Так понятым ветхозаветным предписаниям заповеди Иисуса Христа противопоставлены в антитезах не как положительное усиление ветхозаветных заповедей закона, но как их возвышенное преодоление. Заповеди Христа действительно образуют решительную антитезу ветхозаветным. Они решительно отвергают зло и требуют добра без всякого ограничения. Они отклоняют компромисс между правом и злом, который в обществе мира сего привычен и даже необходим. Таким образом, все заповеди Иисуса Христа отличаются от ветхозаветных, даже если только в трех антитезах они открыто противоречат ветхозаветным установлениям, а в трех антитезах просто заостряют и усиливают ветхозаветные заповеди.

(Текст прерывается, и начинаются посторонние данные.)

//! Kaplan-Meier product-limit estimation.
//!
//! The survival function is a step function over the distinct observed times:
//!
//! ```text
//! S(t) = Π_{t_i <= t} (1 - d_i / n_i)
//! ```
//!
//! where `d_i` is the number of events at `t_i` and `n_i` the number of
//! subjects still under observation just before `t_i`. Deaths at a time are
//! counted before the subjects censored at that same time leave the risk set.
//!
//! Pointwise confidence bounds use Greenwood's variance on the
//! `log(-log S)` scale, which keeps them inside `[0, 1]`.
//!
//! # Examples
//!
//! ```
//! use ovarian_survival::kaplan_meier::KaplanMeierCurve;
//!
//! let times = [5.0, 10.0, 10.0, 15.0];
//! let events = [true, true, false, true];
//! let curve = KaplanMeierCurve::fit(&times, &events, 0.95).unwrap();
//!
//! assert_eq!(curve.survival_at(5.0), 0.75);
//! assert_eq!(curve.median_survival(), Some(10.0));
//! ```

use std::collections::BTreeMap;

use crate::distributions::normal_quantile_two_sided;
use crate::error::{Result, SurvivalError};

/// One row of a life table.
#[derive(Debug, Clone, PartialEq)]
pub struct SurvivalTableRow {
    /// Observed time (0 for the leading row).
    pub time: f64,
    /// Subjects with follow-up `>= time`.
    pub at_risk: usize,
    /// Events exactly at `time`.
    pub events: usize,
    /// Censorings exactly at `time`.
    pub censored: usize,
    /// Survival probability just after `time`.
    pub survival: f64,
    /// Lower confidence bound.
    pub lower: f64,
    /// Upper confidence bound.
    pub upper: f64,
}

/// Kaplan-Meier survival curve for one stratum.
#[derive(Debug, Clone, PartialEq)]
pub struct KaplanMeierCurve {
    /// Stratum label (`"all"` for the unstratified curve).
    pub label: String,
    /// Confidence level of the bounds in [`SurvivalTableRow`].
    pub confidence_level: f64,
    rows: Vec<SurvivalTableRow>,
}

impl KaplanMeierCurve {
    /// Fits the product-limit estimator.
    ///
    /// # Arguments
    ///
    /// * `times` - follow-up time per subject
    /// * `events` - `true` if the subject had the event, `false` if censored
    /// * `confidence_level` - e.g. `0.95`
    ///
    /// # Errors
    ///
    /// Mismatched lengths, empty input, negative or non-finite times.
    #[allow(clippy::cast_precision_loss)]
    pub fn fit(times: &[f64], events: &[bool], confidence_level: f64) -> Result<Self> {
        if times.len() != events.len() {
            return Err(SurvivalError::invalid_dimensions(format!(
                "times len ({}) != events len ({})",
                times.len(),
                events.len()
            )));
        }
        if times.is_empty() {
            return Err(SurvivalError::invalid_survival_data("no subjects to estimate from"));
        }
        if times.iter().any(|&t| t < 0.0 || !t.is_finite()) {
            return Err(SurvivalError::invalid_survival_data(
                "survival times must be non-negative & finite",
            ));
        }
        let z = normal_quantile_two_sided(confidence_level)?;

        let mut order: Vec<usize> = (0..times.len()).collect();
        order.sort_by(|&a, &b| times[a].total_cmp(&times[b]));

        let total = times.len();
        let mut rows = Vec::new();
        if times[order[0]] > 0.0 {
            rows.push(SurvivalTableRow {
                time: 0.0,
                at_risk: total,
                events: 0,
                censored: 0,
                survival: 1.0,
                lower: 1.0,
                upper: 1.0,
            });
        }

        let mut survival = 1.0;
        let mut greenwood = 0.0;
        let mut i = 0;
        while i < order.len() {
            let current_time = times[order[i]];
            let at_risk = total - i;

            let mut event_count = 0;
            let mut censored_count = 0;
            let mut j = i;
            while j < order.len() && times[order[j]] == current_time {
                if events[order[j]] {
                    event_count += 1;
                } else {
                    censored_count += 1;
                }
                j += 1;
            }

            if event_count > 0 {
                let n = at_risk as f64;
                let d = event_count as f64;
                survival *= 1.0 - d / n;
                if at_risk > event_count {
                    greenwood += d / (n * (n - d));
                }
            }

            let (lower, upper) = log_log_bounds(survival, greenwood, z);
            rows.push(SurvivalTableRow {
                time: current_time,
                at_risk,
                events: event_count,
                censored: censored_count,
                survival,
                lower,
                upper,
            });

            i = j;
        }

        Ok(Self {
            label: "all".to_string(),
            confidence_level,
            rows,
        })
    }

    #[must_use]
    pub fn with_label(mut self, label: impl Into<String>) -> Self {
        self.label = label.into();
        self
    }

    /// Life table: the leading time-0 row plus one row per distinct observed time.
    pub fn table(&self) -> &[SurvivalTableRow] {
        &self.rows
    }

    pub fn n_subjects(&self) -> usize {
        self.rows.first().map_or(0, |row| row.at_risk)
    }

    pub fn n_events(&self) -> usize {
        self.rows.iter().map(|row| row.events).sum()
    }

    /// Largest observed time.
    pub fn max_time(&self) -> f64 {
        self.rows.last().map_or(0.0, |row| row.time)
    }

    /// Median survival time: the first time at which survival drops to 0.5
    /// or below. `None` when the curve never gets there.
    pub fn median_survival(&self) -> Option<f64> {
        self.rows
            .iter()
            .find(|row| row.survival <= 0.5)
            .map(|row| row.time)
    }

    /// Survival probability at `time` (right-continuous step lookup).
    ///
    /// Returns `1.0` before the first observed time and the last estimate
    /// beyond the end of follow-up.
    pub fn survival_at(&self, time: f64) -> f64 {
        self.rows
            .iter()
            .rev()
            .find(|row| row.time <= time)
            .map_or(1.0, |row| row.survival)
    }

    /// Number of subjects still under observation at `time`.
    pub fn at_risk_at(&self, time: f64) -> usize {
        self.rows
            .iter()
            .find(|row| row.time >= time)
            .map_or(0, |row| row.at_risk)
    }
}

/// exponential Greenwood bounds
fn log_log_bounds(survival: f64, greenwood: f64, z: f64) -> (f64, f64) {
    if survival >= 1.0 {
        return (1.0, 1.0);
    }
    if survival <= 0.0 {
        return (0.0, 0.0);
    }
    let log_s = survival.ln();
    let theta = (-log_s).ln();
    let se = greenwood.sqrt() / log_s.abs();
    let lower = (-(theta + z * se).exp()).exp();
    let upper = (-(theta - z * se).exp()).exp();
    (lower, upper)
}

/// One Kaplan-Meier curve per level of a categorical column.
#[derive(Debug, Clone, PartialEq)]
pub struct GroupedKaplanMeier {
    /// Name of the grouping column.
    pub grouping: String,
    /// Curves in sorted label order.
    pub curves: Vec<KaplanMeierCurve>,
}

impl GroupedKaplanMeier {
    /// Splits subjects by `labels` and fits each stratum.
    pub fn fit<L>(
        grouping: impl Into<String>,
        times: &[f64],
        events: &[bool],
        labels: &[L],
        confidence_level: f64,
    ) -> Result<Self>
    where
        L: AsRef<str>,
    {
        if labels.len() != times.len() || events.len() != times.len() {
            return Err(SurvivalError::invalid_dimensions(format!(
                "times ({}), events ({}) and labels ({}) must have same length",
                times.len(),
                events.len(),
                labels.len()
            )));
        }

        let mut strata: BTreeMap<&str, (Vec<f64>, Vec<bool>)> = BTreeMap::new();
        for ((&time, &event), label) in times.iter().zip(events).zip(labels) {
            let entry = strata.entry(label.as_ref()).or_default();
            entry.0.push(time);
            entry.1.push(event);
        }

        let curves = strata
            .into_iter()
            .map(|(label, (t, e))| {
                KaplanMeierCurve::fit(&t, &e, confidence_level).map(|c| c.with_label(label))
            })
            .collect::<Result<Vec<_>>>()?;

        Ok(Self {
            grouping: grouping.into(),
            curves,
        })
    }

    pub fn labels(&self) -> Vec<&str> {
        self.curves.iter().map(|c| c.label.as_str()).collect()
    }
}

#[cfg(test)]
mod tests {
    use super::*;
    use approx::assert_relative_eq;

    fn scenario() -> KaplanMeierCurve {
        KaplanMeierCurve::fit(&[5.0, 10.0, 10.0, 15.0], &[true, true, false, true], 0.95).unwrap()
    }

    #[test]
    fn test_product_limit_scenario() {
        let curve = scenario();
        assert_relative_eq!(curve.survival_at(0.0), 1.0);
        assert_relative_eq!(curve.survival_at(4.9), 1.0);
        assert_relative_eq!(curve.survival_at(5.0), 0.75);
        assert_relative_eq!(curve.survival_at(10.0), 0.5);
        assert_relative_eq!(curve.survival_at(15.0), 0.0);
        assert_relative_eq!(curve.survival_at(100.0), 0.0);
    }

    #[test]
    fn test_life_table_counts() {
        let curve = scenario();
        let table = curve.table();
        assert_eq!(table.len(), 4);
        assert_eq!(table[0].time, 0.0);
        assert_eq!(table[0].at_risk, 4);
        assert_eq!((table[1].at_risk, table[1].events, table[1].censored), (4, 1, 0));
        assert_eq!((table[2].at_risk, table[2].events, table[2].censored), (3, 1, 1));
        assert_eq!((table[3].at_risk, table[3].events, table[3].censored), (1, 1, 0));
        assert_eq!(curve.n_subjects(), 4);
        assert_eq!(curve.n_events(), 3);
    }

    #[test]
    fn test_median() {
        assert_eq!(scenario().median_survival(), Some(10.0));

        let censored_heavy =
            KaplanMeierCurve::fit(&[1.0, 2.0, 3.0, 4.0], &[true, false, false, false], 0.95).unwrap();
        assert_eq!(censored_heavy.median_survival(), None);
    }

    #[test]
    fn test_monotone_and_bounded() {
        let times = [3.0, 8.0, 8.0, 12.0, 15.0, 15.0, 20.0, 22.0, 30.0, 31.0];
        let events = [true, true, false, true, true, true, false, true, false, true];
        let curve = KaplanMeierCurve::fit(&times, &events, 0.95).unwrap();

        let mut previous = 1.0;
        for row in curve.table() {
            assert!(row.survival <= previous + 1e-15);
            assert!((0.0..=1.0).contains(&row.survival));
            assert!(row.lower <= row.survival + 1e-12 && row.survival <= row.upper + 1e-12);
            assert!(row.lower >= 0.0 && row.upper <= 1.0);
            previous = row.survival;
        }
    }

    #[test]
    fn test_greenwood_bounds_single_step() {
        // one death among 10: S = 0.9, var(log S) = 1 / (10 * 9)
        let times: Vec<f64> = (1..=10).map(f64::from).collect();
        let mut events = vec![false; 10];
        events[0] = true;
        let curve = KaplanMeierCurve::fit(&times, &events, 0.95).unwrap();
        let row = &curve.table()[1];

        let z = 1.959_963_984_540_054_f64;
        let theta = (-(0.9_f64.ln())).ln();
        let se = (1.0_f64 / 90.0).sqrt() / 0.9_f64.ln().abs();
        assert_relative_eq!(row.lower, (-(theta + z * se).exp()).exp(), epsilon = 1e-6);
        assert_relative_eq!(row.upper, (-(theta - z * se).exp()).exp(), epsilon = 1e-6);
    }

    #[test]
    fn test_at_risk_lookup() {
        let curve = scenario();
        assert_eq!(curve.at_risk_at(0.0), 4);
        assert_eq!(curve.at_risk_at(7.0), 3);
        assert_eq!(curve.at_risk_at(15.0), 1);
        assert_eq!(curve.at_risk_at(16.0), 0);
    }

    #[test]
    fn test_single_stratum_equals_overall() {
        let times = [5.0, 10.0, 10.0, 15.0, 2.0];
        let events = [true, true, false, true, false];
        let overall = KaplanMeierCurve::fit(&times, &events, 0.95).unwrap();
        let grouped = GroupedKaplanMeier::fit("all", &times, &events, &["all"; 5], 0.95).unwrap();

        assert_eq!(grouped.curves.len(), 1);
        assert_eq!(grouped.curves[0], overall);
    }

    #[test]
    fn test_grouped_strata_sorted() {
        let times = [1.0, 2.0, 3.0, 4.0];
        let events = [true, true, false, true];
        let labels = ["treatment", "control", "treatment", "control"];
        let grouped = GroupedKaplanMeier::fit("arm", &times, &events, &labels, 0.95).unwrap();

        assert_eq!(grouped.labels(), vec!["control", "treatment"]);
        assert_eq!(grouped.curves[0].n_subjects(), 2);
        assert_eq!(grouped.curves[1].n_events(), 1);
    }

    #[test]
    fn test_bad_input() {
        assert!(KaplanMeierCurve::fit(&[], &[], 0.95).is_err());
        assert!(KaplanMeierCurve::fit(&[1.0], &[true, false], 0.95).is_err());
        assert!(KaplanMeierCurve::fit(&[-1.0], &[true], 0.95).is_err());
        assert!(GroupedKaplanMeier::fit("x", &[1.0], &[true], &["a", "b"], 0.95).is_err());
    }
}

3. Итак заповеди Иисуса Христа в синоптическом предании обнаруживают два аспекта: как положительное усиление заповедей, и как антитетическое преодоление ограниченных требований закона. Как следует объяснить эту двойственность? Оба аспекта учитывают две стороны ветхозаветных заповедей. Ведь они понимались частично как именно неоспоримые заповеди, а частично как положения права, требующие толкований и разъяснений. Человек, который, как богатый юноша, спрашивает Иисуса Христа о воле Божией, понимает заповеди «не убивай; не прелюбодействуй; не кради; не лжесвидетельствуй; почитай отца и мать; люби ближнего твоего» (Мф 19. 18–19) как безусловные требования Божии. Но придерживающиеся заурядной «праведности книжников и фарисеев» , о которой говорится в Мф 5. 20, приспосабливают заповеди Божии к сосуществованию со злом и потому практикуют их как положения права. Иисус Христос не только количественно, но и качественно преодолевает оба эти понимания ветхозаветных заповедей. И этот новый взгляд на заповеди Божии обобщается тем, как Иисус Христос понимает закон Моисея в целом.

«Закон» (nomos, torah) не просто собирательное обозначение суммы заповедей, но также богословское понятие, которое выражает общее понимание заповедей Божиих. Это обозначение употребляется в ветхозаветных текстах очень часто. В синоптических Евангелиях оно встречается, напротив, очень редко: 8 раз в Мф, 4 раза в Лк (исключая Лк 2), а в Мк вообще не встречается. При этом современная экзегеза полагает, что чаще всего слово «закон» встречается в редакционных замечаниях самих евангелистов (Goppelt 153). Свое отношение к закону, который для иудея был объектом безусловного почитания, так сказать, символом самой их веры, Иисус Христос выражал на конкретном исполнении отдельных заповедей. Только в двух местах синоптического предания Его отношение к закону принципиально обобщается: в вопросе о наибольшей заповеди и в преамбуле к антитезам.

А) Наибольшая заповедь.

Вопрос о наибольшей заповеди передается в Мк 12. 28–34 пар. Мф 22. 34–40 и Евангелистом Лукой в особом предании Лк 10. 25–28. Понятие «закон» находится только в Мф 22. 36 пар. Лк 10. 26 и в Мф 22. 40. Перед Иисусом Христом ставится вопрос о «первой» или «наибольшей» заповеди. Этот вопрос у раввинов практически был равноценен вопросу об отношении ко всему закону (Bill. I, 901 f.). На вопрос Иисус Христос отвечает двойной заповедью любви (к Богу: Втор 6. 4–5; к ближнему: Лев 19. 18).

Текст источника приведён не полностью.